About this exercise: The entries should be given again so that each one matches the original exactly.

Input material:
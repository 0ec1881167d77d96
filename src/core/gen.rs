//! Parametric formula families for exercising the reasoner.
//!
//! The families mirror the classic K workloads: a linear chain of negations, a balanced
//! conjunction tree of exponential size, and the series witnessing that K lacks the
//! polynomial-model property.

use std::fmt::Write;

use super::{
    arena::Arena,
    expr::{Expr::*, Id},
};
use crate::parser;

/// Returns a chain of `n` negations applied to the atom `p`.
///
/// Normalizes to `p` or `¬ p`; the tableau closes it in at most `n` non-branching steps.
pub(crate) fn linear_neg(arena: &mut Arena, n: usize) -> Id {
    let mut formula = "¬ ".repeat(n);
    formula.push('p');
    // generated strings are well-formed, so parsing cannot fail
    parser::parse_formula(arena, &formula).unwrap()
}

/// Returns a balanced conjunction tree of depth `n` over the atom `p`.
///
/// The result has `2^(n+1) - 1` symbols and is satisfiable by (∧) saturation alone.
pub(crate) fn exp_size(arena: &mut Arena, n: usize) -> Id {
    if n == 0 {
        arena.atom("p")
    } else {
        let child = exp_size(arena, n - 1);
        arena.expr(And(child, child))
    }
}

/// Returns the `n`-th member of the series of satisfiable formulae whose smallest Kripke
/// models grow exponentially.
///
/// It is a lot easier to write the formula in concrete syntax and let the parser deal with
/// it, which doubles as a cross-validation of the parser.
pub(crate) fn exp_model(arena: &mut Arena, n: usize) -> Id {
    parser::parse_formula(arena, &exp_model_str(n)).unwrap()
}

/// Builds φₙ in concrete syntax.
///
/// φ₀ = `p0`; φₙ extends φₙ₋₁ with a □-prefixed constraint forcing two successors that
/// disagree on `qn` while every earlier `qj` choice propagates along the accessibility
/// relation.
pub(crate) fn exp_model_str(n: usize) -> String {
    if n == 0 {
        return "p0".to_string();
    }
    let n = n - 1; // building φₙ₊₁ from here on keeps the indices aligned with the schema
    let phi = exp_model_str(n);
    let boxes = "□ ".repeat(n);
    let mut propagate = String::new();
    for j in 1..=n {
        write!(propagate, " ∧ ( ( q{j} → □ q{j} ) ∧ ( ¬ q{j} → □ ¬ q{j} ) )").unwrap();
    }
    format!(
        "{phi} ∧ {boxes}( p{n} → ( ◇ ( p{next} ∧ q{next} ) ∧ ◇ ( p{next} ∧ ¬ q{next} ){propagate} ) )",
        next = n + 1
    )
}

Reply to the exercise:
repository 0ec1881167d77d96
filename src/core/gen.rs
//! Parametric formula families for exercising the reasoner.
//!
//! The families mirror the classic K workloads: a linear chain of negations, a balanced
//! conjunction tree of exponential size, and the series witnessing that K lacks the
//! polynomial-model property.

use std::fmt::Write;

use super::{
    arena::Arena,
    expr::{Expr::*, Id},
};
use crate::parser;

/// Returns a chain of `n` negations applied to the atom `p`.
///
/// Normalizes to `p` or `¬ p`; the tableau closes it in at most `n` non-branching steps.
pub(crate) fn linear_neg(arena: &mut Arena, n: usize) -> Id {
    let mut formula = "¬ ".repeat(n);
    formula.push('p');
    // generated strings are well-formed, so parsing cannot fail
    parser::parse_formula(arena, &formula).unwrap()
}

/// Returns a balanced conjunction tree of depth `n` over the atom `p`.
///
/// The result has `2^(n+1) - 1` symbols and is satisfiable by (∧) saturation alone.
pub(crate) fn exp_size(arena: &mut Arena, n: usize) -> Id {
    if n == 0 {
        arena.atom("p")
    } else {
        let child = exp_size(arena, n - 1);
        arena.expr(And(child, child))
    }
}

/// Returns the `n`-th member of the series of satisfiable formulae whose smallest Kripke
/// models grow exponentially.
///
/// It is a lot easier to write the formula in concrete syntax and let the parser deal with
/// it, which doubles as a cross-validation of the parser.
pub(crate) fn exp_model(arena: &mut Arena, n: usize) -> Id {
    parser::parse_formula(arena, &exp_model_str(n)).unwrap()
}

/// Builds φₙ in concrete syntax.
///
/// φ₀ = `p0`; φₙ extends φₙ₋₁ with a □-prefixed constraint forcing two successors that
/// disagree on `qn` while every earlier `qj` choice propagates along the accessibility
/// relation.
pub(crate) fn exp_model_str(n: usize) -> String {
    if n == 0 {
        return "p0".to_string();
    }
    let n = n - 1; // building φₙ₊₁ from here on keeps the indices aligned with the schema
    let phi = exp_model_str(n);
    let boxes = "□ ".repeat(n);
    let mut propagate = String::new();
    for j in 1..=n {
        write!(propagate, " ∧ ( ( q{j} → □ q{j} ) ∧ ( ¬ q{j} → □ ¬ q{j} ) )").unwrap();
    }
    format!(
        "{phi} ∧ {boxes}( p{n} → ( ◇ ( p{next} ∧ q{next} ) ∧ ◇ ( p{next} ∧ ¬ q{next} ){propagate} ) )",
        next = n + 1
    )
}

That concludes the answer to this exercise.